Acabamos de entrar na quaresma. Fecha os olhos o carnaval.
Todos têm seu dia.
Uns mais prematuramente. Já outros o mais tardar do alvorecer.
Inevitavelmente as horas passam. Minutos se sucedem. Os segundos passam frenéticos como as asas dos beija flores.
Não há como deter a passagem do tempo.
Quando se vê não temos mais vinte anos. Dez anos depois entramos nos trinta. Quarenta, dez mais, setenta e mais quatro me viram nascer.
E quantos anos mais terei pela frente? Não penso nisso. Contento-me em sobreviver.
Se fosse pensar na vida que tenho levado só tenho a agradecer.
Pois fui agraciado com pais amantíssimos. Que tudo fizeram para que eu crescesse, não tanto, mas tenho a altura suficiente para compreender o quanto eles me amavam e eu tentava retribuir ao amor que eles me dedicavam. Mas me lastimo, que eu poderia ter feito mais quando meu querido pai se foi alquebrado por insidiosa enfermidade. E acamado, deixando uma lacuna imensa a sua partida. Mas me contento por ter chegado o seu dia. Quando um dia há de ser o meu.

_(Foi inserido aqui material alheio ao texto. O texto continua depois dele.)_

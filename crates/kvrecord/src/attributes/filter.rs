//! Attribute filtering.
//!
//! `AttrFilter` expresses one condition on a record's attribute. Values are
//! compared by their string form, so `eq("count", 2)` and `eq("count", "2")`
//! are the same filter.

use serde_json::Value;

use super::{AttrValue, AttributeKind};
use crate::record::Record;

/// Filter operation for comparing attribute values.
#[derive(Debug, Clone, Copy, PartialEq, Eq)]
pub enum FilterOp {
    /// Exact equality match.
    Eq,
    /// Not equal.
    Ne,
}

/// A filter condition on an attribute.
///
/// Combines an attribute name, an operation, and a value to match against.
#[derive(Debug, Clone, PartialEq)]
pub struct AttrFilter {
    /// The attribute name (`"id"` is accepted alongside declared attributes)
    pub attr: String,
    pub op: FilterOp,
    /// String form of the value to compare against
    pub value: String,
}

impl AttrFilter {
    pub fn new(attr: impl Into<String>, op: FilterOp, value: impl Into<AttrValue>) -> Self {
        Self {
            attr: attr.into(),
            op,
            value: value.into().to_match_string(),
        }
    }

    /// Convenience: create an equality filter.
    pub fn eq(attr: impl Into<String>, value: impl Into<AttrValue>) -> Self {
        Self::new(attr, FilterOp::Eq, value)
    }

    /// Convenience: create a not-equal filter.
    pub fn ne(attr: impl Into<String>, value: impl Into<AttrValue>) -> Self {
        Self::new(attr, FilterOp::Ne, value)
    }

    /// Re-render the value the way an attribute of `kind` stores it, so
    /// `"2024-01-01T00:00:00Z"` compares equal to the stored date and `"yes"`
    /// to a stored `true`. Values that do not cast are left as given and
    /// simply match nothing.
    pub fn cast_for(mut self, kind: AttributeKind) -> Self {
        if matches!(kind, AttributeKind::String | AttributeKind::Json) {
            return self;
        }
        if let Ok(value) = kind.cast(&self.attr, &Value::String(self.value.clone())) {
            self.value = value.to_match_string();
        }
        self
    }

    /// Check if this filter matches the given record.
    ///
    /// Returns `false` if the attribute doesn't exist on the record.
    pub fn matches(&self, record: &Record) -> bool {
        let actual = if self.attr == "id" {
            record.id().to_string()
        } else {
            match record.get(&self.attr) {
                Ok(value) => value.to_match_string(),
                Err(_) => return false,
            }
        };

        match self.op {
            FilterOp::Eq => actual == self.value,
            FilterOp::Ne => actual != self.value,
        }
    }
}
//! # Configuration
//!
//! Store configuration is managed by [`clapfig`], which handles layered
//! loading from TOML files and environment variables.
//!
//! ## Resolution Order
//!
//! 1. **Environment variables**: `KVRECORD__BACKEND`, `KVRECORD__DATA_DIR`.
//! 2. **`kvrecord.toml`** in each search directory, later directories
//!    overriding earlier ones.
//! 3. **Compiled defaults** via `#[config(default = ...)]`.
//!
//! ## Available Settings
//!
//! | Key | Default | Description |
//! |-----|---------|-------------|
//! | `backend` | `memory` | `memory` or `fs` |
//! | `data_dir` | OS data dir | Root directory for the `fs` backend |
//!
//! ```toml
//! backend = "fs"
//! data_dir = "/var/lib/myapp/records"
//! ```

use std::fmt;
use std::path::PathBuf;
use std::sync::Arc;

use clapfig::{Clapfig, SearchMode, SearchPath};
use confique::Config;
use directories::ProjectDirs;
use serde::{Deserialize, Serialize};
use tracing::{debug, warn};

use crate::error::{RecordError, Result};
use crate::store::{FsBackend, KvBackend, MemBackend};

pub const CONFIG_FILE: &str = "kvrecord.toml";

#[derive(Serialize, Deserialize, Debug, Clone, Copy, PartialEq, Eq, Default)]
#[serde(rename_all = "lowercase")]
pub enum BackendKind {
    #[default]
    Memory,
    Fs,
}

impl fmt::Display for BackendKind {
    fn fmt(&self, f: &mut fmt::Formatter<'_>) -> fmt::Result {
        match self {
            BackendKind::Memory => write!(f, "memory"),
            BackendKind::Fs => write!(f, "fs"),
        }
    }
}

/// Backend selection, stored in `kvrecord.toml`.
#[derive(Config, Serialize, Deserialize, Debug, Clone, PartialEq, Eq)]
pub struct StoreConfig {
    /// Which backend `open` returns: "memory" or "fs".
    #[config(default = "memory")]
    pub backend: BackendKind,

    /// Root directory for the fs backend. When absent, the OS data
    /// directory for kvrecord is used.
    pub data_dir: Option<PathBuf>,
}

impl Default for StoreConfig {
    fn default() -> Self {
        Self {
            backend: BackendKind::Memory,
            data_dir: None,
        }
    }
}

impl StoreConfig {
    /// Load from `kvrecord.toml` in `search_dirs` and `KVRECORD__*`
    /// variables. A config that fails to load is logged and replaced by the
    /// defaults.
    pub fn load(search_dirs: Vec<PathBuf>) -> Self {
        let search_paths: Vec<SearchPath> = search_dirs.into_iter().map(SearchPath::Path).collect();
        match Clapfig::builder()
            .app_name("kvrecord")
            .file_name(CONFIG_FILE)
            .search_paths(search_paths)
            .search_mode(SearchMode::Merge)
            .load()
        {
            Ok(config) => config,
            Err(err) => {
                warn!(target: "kvrecord::config", error = %err, "failed to load config, using defaults");
                Self::default()
            }
        }
    }

    /// Directory the fs backend writes to.
    pub fn data_dir(&self) -> Result<PathBuf> {
        if let Some(dir) = &self.data_dir {
            return Ok(dir.clone());
        }
        ProjectDirs::from("dev", "kvrecord", "kvrecord")
            .map(|dirs| dirs.data_dir().to_path_buf())
            .ok_or_else(|| RecordError::Config("could not determine a data directory".to_string()))
    }

    /// Construct the configured backend.
    pub fn open(&self) -> Result<Arc<dyn KvBackend>> {
        let backend: Arc<dyn KvBackend> = match self.backend {
            BackendKind::Memory => Arc::new(MemBackend::new()),
            BackendKind::Fs => Arc::new(FsBackend::new(self.data_dir()?)),
        };
        debug!(target: "kvrecord::config", backend = %self.backend, "opened store");
        Ok(backend)
    }
}
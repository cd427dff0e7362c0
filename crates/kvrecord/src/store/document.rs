//! The on-store document format.
//!
//! Each record lives under `"{TypeName}:{id}"` as one JSON object:
//!
//! ```text
//! {
//!   "attributes":          { "count": 2, ... },
//!   "previous_attributes": { "count": 1, ... },
//!   "created_at":          "2024-05-01T08:00:00.000000Z",
//!   "updated_at":          "2024-05-01T08:05:00.000000Z",
//!   "current_version":     2,
//!   "versions": {
//!     "1": { "attributes": { "count": 1 }, "updated_at": "..." },
//!     "2": { "attributes": { "count": 2 }, "updated_at": "..." }
//!   }
//! }
//! ```
//!
//! `versions` is omitted for records that never kept history. Its keys are
//! integers in memory and string-encoded in JSON (serde_json does this for
//! integer map keys in both directions).

use chrono::{DateTime, Utc};
use serde::{Deserialize, Serialize};
use serde_json::{Map, Value};
use std::collections::BTreeMap;

use crate::error::Result;

#[derive(Debug, Clone, PartialEq, Serialize, Deserialize)]
pub struct StoredVersion {
    pub attributes: Map<String, Value>,
    pub updated_at: DateTime<Utc>,
}

#[derive(Debug, Clone, PartialEq, Serialize, Deserialize)]
pub struct StoredDocument {
    pub attributes: Map<String, Value>,
    #[serde(default)]
    pub previous_attributes: Map<String, Value>,
    pub created_at: DateTime<Utc>,
    pub updated_at: DateTime<Utc>,
    #[serde(default)]
    pub current_version: Option<u64>,
    #[serde(default, skip_serializing_if = "Option::is_none")]
    pub versions: Option<BTreeMap<u64, StoredVersion>>,
}

impl StoredDocument {
    pub fn from_json(raw: &str) -> Result<Self> {
        Ok(serde_json::from_str(raw)?)
    }

    pub fn to_json(&self) -> Result<String> {
        Ok(serde_json::to_string(self)?)
    }
}

/// Store key for a record: `"{TypeName}:{id}"`.
pub fn document_key(model: &str, id: &str) -> String {
    format!("{}:{}", model, id)
}

/// Scan prefix covering every record of a type.
pub fn key_prefix(model: &str) -> String {
    format!("{}:", model)
}

/// The id part of `key` when it belongs to `model`.
///
/// `"Shop:"` is also a prefix of every `"Shop::Item:"` key, so a remainder
/// starting with `:` belongs to a namespaced type, not to `model`.
pub fn id_from_key<'k>(model: &str, key: &'k str) -> Option<&'k str> {
    key.strip_prefix(model)?
        .strip_prefix(':')
        .filter(|id| is_valid_id(id))
}

/// Ids may not start with `:`, which would collide with namespaced types.
pub fn is_valid_id(id: &str) -> bool {
    !id.starts_with(':')
}

#[cfg(test)]
mod tests {
    use super::*;
    use serde_json::json;

    fn ts(raw: &str) -> DateTime<Utc> {
        DateTime::parse_from_rfc3339(raw).unwrap().with_timezone(&Utc)
    }

    #[test]
    fn version_keys_are_strings_on_the_wire() {
        let mut versions = BTreeMap::new();
        versions.insert(
            1,
            StoredVersion {
                attributes: json!({"count": 1}).as_object().unwrap().clone(),
                updated_at: ts("2024-01-01T00:00:00Z"),
            },
        );
        let doc = StoredDocument {
            attributes: json!({"count": 1}).as_object().unwrap().clone(),
            previous_attributes: Map::new(),
            created_at: ts("2024-01-01T00:00:00Z"),
            updated_at: ts("2024-01-01T00:00:00Z"),
            current_version: Some(1),
            versions: Some(versions),
        };

        let value: Value = serde_json::from_str(&doc.to_json().unwrap()).unwrap();
        assert!(value["versions"]["1"].is_object());
        assert_eq!(value["current_version"], json!(1));

        let parsed = StoredDocument::from_json(&value.to_string()).unwrap();
        assert_eq!(parsed, doc);
        assert!(parsed.versions.unwrap().contains_key(&1));
    }

    #[test]
    fn unversioned_document_omits_versions() {
        let doc = StoredDocument {
            attributes: Map::new(),
            previous_attributes: Map::new(),
            created_at: ts("2024-01-01T00:00:00Z"),
            updated_at: ts("2024-01-01T00:00:00Z"),
            current_version: None,
            versions: None,
        };
        let value: Value = serde_json::from_str(&doc.to_json().unwrap()).unwrap();
        assert!(value.get("versions").is_none());
        assert_eq!(value["current_version"], Value::Null);
    }

    #[test]
    fn missing_optional_fields_default() {
        let raw = r#"{"attributes":{},"created_at":"2024-01-01T00:00:00Z","updated_at":"2024-01-01T00:00:00Z"}"#;
        let doc = StoredDocument::from_json(raw).unwrap();
        assert!(doc.previous_attributes.is_empty());
        assert_eq!(doc.current_version, None);
        assert_eq!(doc.versions, None);
    }

    #[test]
    fn keys() {
        assert_eq!(document_key("Widget", "abc"), "Widget:abc");
        assert_eq!(key_prefix("Widget"), "Widget:");
        assert_eq!(id_from_key("Shop", "Shop:42"), Some("42"));
        assert_eq!(id_from_key("Shop", "Shop::Item:42"), None);
        assert_eq!(id_from_key("Shop", "Shopping:42"), None);
        assert_eq!(id_from_key("Shop::Item", "Shop::Item:42"), Some("42"));
    }
}
//! Name derivations for model types.
//!
//! Type names may be namespaced with `::` (`"Shop::LineItem"`). From one
//! name we derive:
//!
//! | helper        | `"Shop::LineItem"`   |
//! |---------------|----------------------|
//! | `underscore`  | `shop/line_item`     |
//! | `collection`  | `shop/line_items`    |
//! | `tableize`    | `shop:line_items`    |
//! | `dasherize`   | `shop--line-item`    |

/// Snake-case a type name, turning `::` into `/`.
pub fn underscore(name: &str) -> String {
    let mut out = String::with_capacity(name.len() + 4);
    let chars: Vec<char> = name.replace("::", "/").chars().collect();
    for (i, &c) in chars.iter().enumerate() {
        if c.is_ascii_uppercase() {
            let prev = i.checked_sub(1).map(|p| chars[p]);
            let next = chars.get(i + 1).copied();
            let boundary = match prev {
                Some(p) if p.is_ascii_lowercase() || p.is_ascii_digit() => true,
                Some(p) if p.is_ascii_uppercase() => next.is_some_and(|n| n.is_ascii_lowercase()),
                _ => false,
            };
            if boundary {
                out.push('_');
            }
            out.push(c.to_ascii_lowercase());
        } else if c == '-' || c == ' ' {
            out.push('_');
        } else {
            out.push(c);
        }
    }
    out
}

/// English plural of a single lowercase word.
pub fn pluralize(word: &str) -> String {
    if word.is_empty() {
        return String::new();
    }
    let ends_in_consonant_y = word.ends_with('y')
        && !word[..word.len() - 1].ends_with(['a', 'e', 'i', 'o', 'u']);
    if ends_in_consonant_y {
        format!("{}ies", &word[..word.len() - 1])
    } else if word.ends_with(['s', 'x', 'z']) || word.ends_with("ch") || word.ends_with("sh") {
        format!("{}es", word)
    } else {
        format!("{}s", word)
    }
}

/// Plural snake-case name, e.g. for cache keys: `"Widget"` → `"widgets"`.
pub fn collection(name: &str) -> String {
    let underscored = underscore(name);
    match underscored.rsplit_once('/') {
        Some((namespace, last)) => format!("{}/{}", namespace, pluralize(last)),
        None => pluralize(&underscored),
    }
}

/// Collection name as used in store keys, with `:` as the namespace separator.
pub fn tableize(name: &str) -> String {
    collection(name).replace('/', ":")
}

/// Lowercase, dash-separated form for element ids.
pub fn dasherize(name: &str) -> String {
    underscore(name).replace('/', "--").replace('_', "-")
}
use crate::error::Result;

/// Abstract interface for raw key-value I/O.
///
/// This trait handles the "how" of storage (filesystem vs memory), while
/// [`Model`](crate::model::Model) and [`Record`](crate::record::Record) handle
/// the "what" (documents, lifecycle, versioning).
///
/// Values are whole JSON documents stored as text. Every write replaces the
/// previous document; there are no partial updates and no compare-and-swap,
/// so concurrent writers to one key resolve as last-write-wins.
pub trait KvBackend: Send + Sync {
    /// Read the document stored under `key`.
    /// Returns Ok(None) if the key does not exist.
    fn get(&self, key: &str) -> Result<Option<String>>;

    /// Store `document` under `key`, replacing any previous value.
    fn set(&self, key: &str, document: &str) -> Result<()>;

    /// Remove `key`. Returns whether a value was actually removed.
    fn delete(&self, key: &str) -> Result<bool>;

    /// List every key starting with `prefix`.
    ///
    /// Not snapshot-consistent: keys written or removed while the scan runs
    /// may or may not appear.
    fn scan(&self, prefix: &str) -> Result<Vec<String>>;

    fn exists(&self, key: &str) -> Result<bool> {
        Ok(self.get(key)?.is_some())
    }
}
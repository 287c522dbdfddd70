use std::env;
use std::path::PathBuf;

/// Largest number of packs a single request may open.
pub const MAX_PACKS_PER_REQUEST: usize = 1000;

/// Service settings read from the environment.
pub struct ServiceConfig {
    /// `PORT`, default 4000.
    pub port: u16,
    /// `PULL_CACHE_DIR`: catalog cache directory.
    pub cache_dir: Option<PathBuf>,
    /// `PULL_OFFLINE`: serve only cached catalog responses.
    pub offline: bool,
    /// `PULL_FIXUPS`: JSON fixup table replacing the built-in one.
    pub fixups_path: Option<PathBuf>,
    /// `PULL_CATALOG_FILE`: JSON catalog snapshot used instead of the live API.
    pub catalog_path: Option<PathBuf>,
}

impl ServiceConfig {
    pub fn from_env() -> Self {
        Self {
            port: env::var("PORT")
                .ok()
                .and_then(|p| p.parse().ok())
                .unwrap_or(4000),
            cache_dir: env::var_os("PULL_CACHE_DIR").map(PathBuf::from),
            offline: env::var("PULL_OFFLINE")
                .map(|v| matches!(v.as_str(), "1" | "true" | "yes"))
                .unwrap_or(false),
            fixups_path: env::var_os("PULL_FIXUPS").map(PathBuf::from),
            catalog_path: env::var_os("PULL_CATALOG_FILE").map(PathBuf::from),
        }
    }
}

Chega um dia, pra muitos inesperado, quando nossos olhos se fecham para nunca mais se abrirem.
É chegada a hora da nossa partida. Pra onde? Por vezes me indago. Não será para aquela cova escura tão somente. Seria muita pretensão minha desejar um lugar melhor. Seria para o alto. Nesse dia cinzento o céu se mostra taciturno e carrancudo. É que choveu pesado durante a noite. O sol ainda não deu as caras. Ele, dorminhoco, deve estar de ressaca depois do carnaval que se embebedou no baile com as estrelas.
Quantas e quantas vezes, ao entrar na ante sala da morte, nos hospitais ela se chama centro de tratamento intensivo – CTI. Deparei-me com pessoas agonizantes. Percorri leito por leito. Naqueles boxes semi fechados. Uns acortinados. E vi pacientes de olhos cerrados. Mantidos vivos respirando por aparelhos. Sondas enfiadas em pertuitos vários. Sem sequer poder manifestar sequer seu último desejo: “por favor, me deixem partir”.
Um dia chega a nossa hora.
Que a minha se retarde a muitas e muitas horas. Embora saiba quem sou eu pra decidir?
Que eu esteja preparado para quando a minha hora vier. Que nunca venha durante o dia. Na escuridão da noite eu prefiro. Já que meus olhos vão estar fechados não será preciso que outrem o façam por mim.
Quando a minha hora chegar, que chegue de mansinho. Se pudesse escolher a hora de minha partida já tenho a data e hora. Que seja num trinta e um desse mês em curso. À hora deixo a critério de vocês.
Quando chegar o meu dia que eu parta ao infinito a morar junto às estrelas. Quem sabe meus pais ali se escondem. Que bom se a minha última morada vai ser junto deles.
Não tenho como protelar minha partida. Uma vez chegada a minha hora nada mais tenho a fazer senão ir embora. Que eu possa dizer- já vivi o bastante. Já escrevi mais de tantos livros. Já caminhei distância mais que suficiente para percorrer da terra a lua. E se disserem que eu vivo no mundo da lua não me sinto contrariado. Quem sabe é lá que eu moro. Em outra galáxia longe dessa terra ingrata.
Bem sei que, uma vez chegada a minha hora, o meu dia vai ser um dia, quem sabe o meu dia vai se alongar tanto. Já que não irei viver eternamente. Que eu deixe como legado meus escritos. Meus livros. Minhas memórias.
E quando eu tiver de partir que deixe saudade de mim. Não por mim apenas. E nem pelos versos que não sei poetar. E sim pelas memórias que tanto prezo em deixar.
Eis que um dia chega. A nossa hora acontece. Não conto horas. Nem minutos. Não conto prosa nem versos.
O dia em que minha hora chegar lhes peço. Ou melhor suplico. Não joguem flores no meu túmulo. Nem derramem lágrimas a minha despedida. Simplesmente manifesto meu único desejo. Não digam nunca que ele viveu sem amar quem o amou de verdade.
Um dia vai chegar o meu dia. Como há de vir o de vocês.